### ACTIVITY:
Among the entries below, find all lines that include "RustEmbed" and copy them.

(Collected data)
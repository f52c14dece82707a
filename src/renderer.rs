//! Template rendering for go-app-gen.
//! Template contents are rendered with MiniJinja against the per-run
//! [`TemplateData`]; file paths are handled separately by [`crate::path`].
use crate::error::{Error, Result};
use crate::project::TemplateData;
use minijinja::{AutoEscape, Environment, UndefinedBehavior};

/// Trait for template rendering engines.
pub trait TemplateRenderer {
    /// Renders a template string with the given data.
    ///
    /// # Arguments
    /// * `name` - Template name used in error messages
    /// * `template` - Template source to render
    /// * `data` - Values available to the template
    ///
    /// # Returns
    /// * `Result<String>` - Rendered template string
    fn render(&self, name: &str, template: &str, data: &TemplateData) -> Result<String>;
}

/// MiniJinja-based template rendering engine.
pub struct MiniJinjaRenderer {
    /// MiniJinja environment instance
    env: Environment<'static>,
}

impl MiniJinjaRenderer {
    /// Creates a renderer that rejects undefined variables, never escapes
    /// output and keeps trailing newlines.
    ///
    /// Escaping is disabled for every template name: generated files are
    /// source and config text, whatever their extension.
    pub fn new() -> Self {
        let mut env = Environment::new();
        env.set_auto_escape_callback(|_| AutoEscape::None);
        env.set_undefined_behavior(UndefinedBehavior::Strict);
        env.set_keep_trailing_newline(true);
        env.set_trim_blocks(true);
        Self { env }
    }
}

impl Default for MiniJinjaRenderer {
    fn default() -> Self {
        MiniJinjaRenderer::new()
    }
}

impl TemplateRenderer for MiniJinjaRenderer {
    /// Renders a template string using MiniJinja.
    ///
    /// Besides the fields of [`TemplateData`] the template can call
    /// `has_feature("name")`.
    ///
    /// # Errors
    /// * `Error::ParseError` if the template syntax is invalid
    /// * `Error::RenderError` if the template references an undefined value
    ///   or calls a function with the wrong arguments
    fn render(&self, name: &str, template: &str, data: &TemplateData) -> Result<String> {
        let mut env = self.env.clone();

        let features = data.features.clone();
        env.add_function("has_feature", move |feature: &str| features.contains(feature));

        env.add_template(name, template).map_err(|e| Error::ParseError {
            template: name.to_string(),
            reason: e.to_string(),
        })?;

        let tmpl = env.get_template(name).map_err(|e| Error::ParseError {
            template: name.to_string(),
            reason: e.to_string(),
        })?;

        tmpl.render(data).map_err(|e| Error::RenderError {
            template: name.to_string(),
            reason: e.to_string(),
        })
    }
}
//! Entry point tying the writer and the post-processing pipeline together.

use std::fs;
use std::path::{Path, PathBuf};

use log::info;

use crate::error::{Error, Result};
use crate::post_process::{default_steps, run_steps, CommandRunner, PostProcessReport};
use crate::project::{ProjectConfig, TemplateData};
use crate::renderer::TemplateRenderer;
use crate::store::TemplateStore;
use crate::writer::write_project;

/// Result of a successful generation run.
#[derive(Debug)]
pub struct GenerationReport {
    /// `<output_dir>/<AppName>`
    pub project_dir: PathBuf,
    /// Every file rendered from a template
    pub files: Vec<PathBuf>,
    /// `None` when post-processing was skipped
    pub post_process: Option<PostProcessReport>,
}

/// Generates projects below a fixed output directory.
pub struct Generator<'a> {
    output_dir: PathBuf,
    store: &'a TemplateStore,
    renderer: &'a dyn TemplateRenderer,
    runner: &'a dyn CommandRunner,
    post_process: bool,
}

impl<'a> Generator<'a> {
    pub fn new<P: AsRef<Path>>(
        output_dir: P,
        store: &'a TemplateStore,
        renderer: &'a dyn TemplateRenderer,
        runner: &'a dyn CommandRunner,
    ) -> Self {
        Self {
            output_dir: output_dir.as_ref().to_path_buf(),
            store,
            renderer,
            runner,
            post_process: true,
        }
    }

    /// Enables or disables the post-processing pipeline.
    pub fn with_post_processing(mut self, enabled: bool) -> Self {
        self.post_process = enabled;
        self
    }

    /// Writes the project described by `config` and bootstraps it.
    ///
    /// # Flow
    /// 1. Derives the template data from `config`
    /// 2. Creates `<output_dir>/<AppName>`
    /// 3. Renders and writes every template
    /// 4. Runs the post-processing steps
    ///
    /// # Errors
    /// * Any writer error; files already written are kept
    /// * `Error::PostProcessStepError` if a fatal step fails
    pub fn generate(&self, config: &ProjectConfig) -> Result<GenerationReport> {
        let data = TemplateData::from_config(config);

        let project_dir = self.output_dir.join(&data.app_name);
        fs::create_dir_all(&project_dir).map_err(|e| Error::io(&project_dir, e))?;
        info!("Generating '{}' in {}", data.app_name, project_dir.display());

        let files = write_project(self.store, self.renderer, &data, &project_dir)?;
        info!("Wrote {} files", files.len());

        let post_process = if self.post_process {
            Some(run_steps(&default_steps(&data), self.runner, &project_dir)?)
        } else {
            None
        };

        Ok(GenerationReport { project_dir, files, post_process })
    }
}
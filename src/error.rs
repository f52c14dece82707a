//! Error handling for go-app-gen.
//! Defines the error type and result alias used throughout the generator.

use std::io;
use thiserror::Error;

/// Errors that can occur while generating a project.
///
/// Template, path and step names are carried in every variant so that a
/// failure can be traced back to the resource or command that caused it.
#[derive(Error, Debug)]
pub enum Error {
    /// The requested template is not part of the template store
    #[error("Template '{path}' not found in the template store.")]
    ResourceNotFound { path: String },

    /// The template source could not be compiled
    #[error("Failed to parse template '{template}': {reason}.")]
    ParseError { template: String, reason: String },

    /// The template compiled but could not be rendered with the given data
    #[error("Failed to render template '{template}': {reason}.")]
    RenderError { template: String, reason: String },

    /// Directory creation, file read or file write failed
    #[error("IO error at '{path}': {source}.")]
    IoError {
        path: String,
        #[source]
        source: io::Error,
    },

    /// An external command ran but exited unsuccessfully
    #[error("'{command}' exited with {status}")]
    CommandFailed { command: String, status: String },

    /// A fatal post-processing command failed
    #[error("Post-processing step '{step}' failed: {source}.")]
    PostProcessStepError {
        step: String,
        #[source]
        source: Box<Error>,
    },

    /// Invalid project configuration or settings file
    #[error("Configuration error: {0}.")]
    ConfigError(String),

    /// Interactive input failed
    #[error("Prompt error: {0}.")]
    PromptError(String),

    /// The project directory exists, is not empty and overwrite was not confirmed
    #[error("Output directory '{output_dir}' already exists. Use --force to overwrite it.")]
    OutputDirectoryExistsError { output_dir: String },
}

impl Error {
    /// Wraps an `io::Error` with the path it happened at.
    pub fn io<P: AsRef<std::path::Path>>(path: P, source: io::Error) -> Self {
        Error::IoError { path: path.as_ref().display().to_string(), source }
    }
}

/// Convenience type alias for Results with [`Error`] as the error type.
pub type Result<T> = std::result::Result<T, Error>;

/// Default error handler that prints the error and exits the program.
///
/// # Behavior
/// Prints the error message to stderr and exits with status code 1
pub fn default_error_handler(err: Error) {
    eprintln!("{err}");
    std::process::exit(1);
}
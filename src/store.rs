//! Read-only set of template resources.
//!
//! The default store is compiled into the binary from the crate's
//! `templates/` directory. A store can also be loaded from a directory on
//! disk; either way resources are addressed by a virtual, forward-slash
//! separated path starting with [`TEMPLATE_ROOT`].

use std::borrow::Cow;
use std::collections::BTreeMap;
use std::path::Path;
use std::sync::OnceLock;

use log::debug;
use rust_embed::RustEmbed;
use walkdir::WalkDir;

use crate::error::{Error, Result};

/// Prefix shared by every virtual template path.
pub const TEMPLATE_ROOT: &str = "templates/";

#[derive(RustEmbed)]
#[folder = "templates/"]
struct Bundle;

/// Immutable, ordered collection of template resources.
#[derive(Debug, Default)]
pub struct TemplateStore {
    resources: BTreeMap<String, Cow<'static, [u8]>>,
}

impl TemplateStore {
    /// Returns the templates bundled with this build.
    ///
    /// The store is loaded on first use and shared by the whole process.
    pub fn embedded() -> &'static TemplateStore {
        static STORE: OnceLock<TemplateStore> = OnceLock::new();
        STORE.get_or_init(|| {
            let resources = Bundle::iter()
                .filter_map(|name| {
                    Bundle::get(&name)
                        .map(|file| (format!("{TEMPLATE_ROOT}{name}"), file.data))
                })
                .collect::<BTreeMap<_, _>>();
            debug!("Loaded {} bundled templates", resources.len());
            TemplateStore { resources }
        })
    }

    /// Loads every file below `dir` as a template resource.
    ///
    /// # Errors
    /// * `Error::IoError` if the directory cannot be walked or a file cannot be read
    /// * `Error::ConfigError` if a file name is not valid UTF-8
    pub fn from_dir<P: AsRef<Path>>(dir: P) -> Result<Self> {
        let dir = dir.as_ref();
        let mut resources = BTreeMap::new();

        for entry in WalkDir::new(dir).follow_links(true) {
            let entry = entry.map_err(|e| {
                let path = e.path().unwrap_or(dir).to_path_buf();
                Error::io(&path, e.into())
            })?;
            if entry.file_type().is_dir() {
                continue;
            }
            let relative = entry
                .path()
                .strip_prefix(dir)
                .map_err(|e| Error::ConfigError(e.to_string()))?;
            let relative = relative.to_str().ok_or_else(|| {
                Error::ConfigError(format!(
                    "template path '{}' is not valid UTF-8",
                    relative.display()
                ))
            })?;
            let virtual_path =
                format!("{TEMPLATE_ROOT}{}", relative.replace(std::path::MAIN_SEPARATOR, "/"));
            let content = std::fs::read(entry.path()).map_err(|e| Error::io(entry.path(), e))?;

            debug!("Loaded template '{virtual_path}' from {}", entry.path().display());
            resources.insert(virtual_path, Cow::Owned(content));
        }

        Ok(Self { resources })
    }

    /// Builds a store from `(virtual path, content)` pairs.
    pub fn from_resources<I, P, C>(resources: I) -> Self
    where
        I: IntoIterator<Item = (P, C)>,
        P: Into<String>,
        C: Into<Vec<u8>>,
    {
        let resources = resources
            .into_iter()
            .map(|(path, content)| (path.into(), Cow::Owned(content.into())))
            .collect();
        Self { resources }
    }

    /// Every resource path in lexicographic order.
    pub fn list_all(&self) -> impl Iterator<Item = &str> {
        self.resources.keys().map(String::as_str)
    }

    /// Raw content of the resource at `path`.
    ///
    /// # Errors
    /// * `Error::ResourceNotFound` if no such resource exists
    pub fn read(&self, path: &str) -> Result<&[u8]> {
        self.resources
            .get(path)
            .map(|content| content.as_ref())
            .ok_or_else(|| Error::ResourceNotFound { path: path.to_string() })
    }

    pub fn len(&self) -> usize {
        self.resources.len()
    }

    pub fn is_empty(&self) -> bool {
        self.resources.is_empty()
    }
}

### EXERCISE SOLUTION:
use rust_embed::RustEmbed;
#[derive(RustEmbed)]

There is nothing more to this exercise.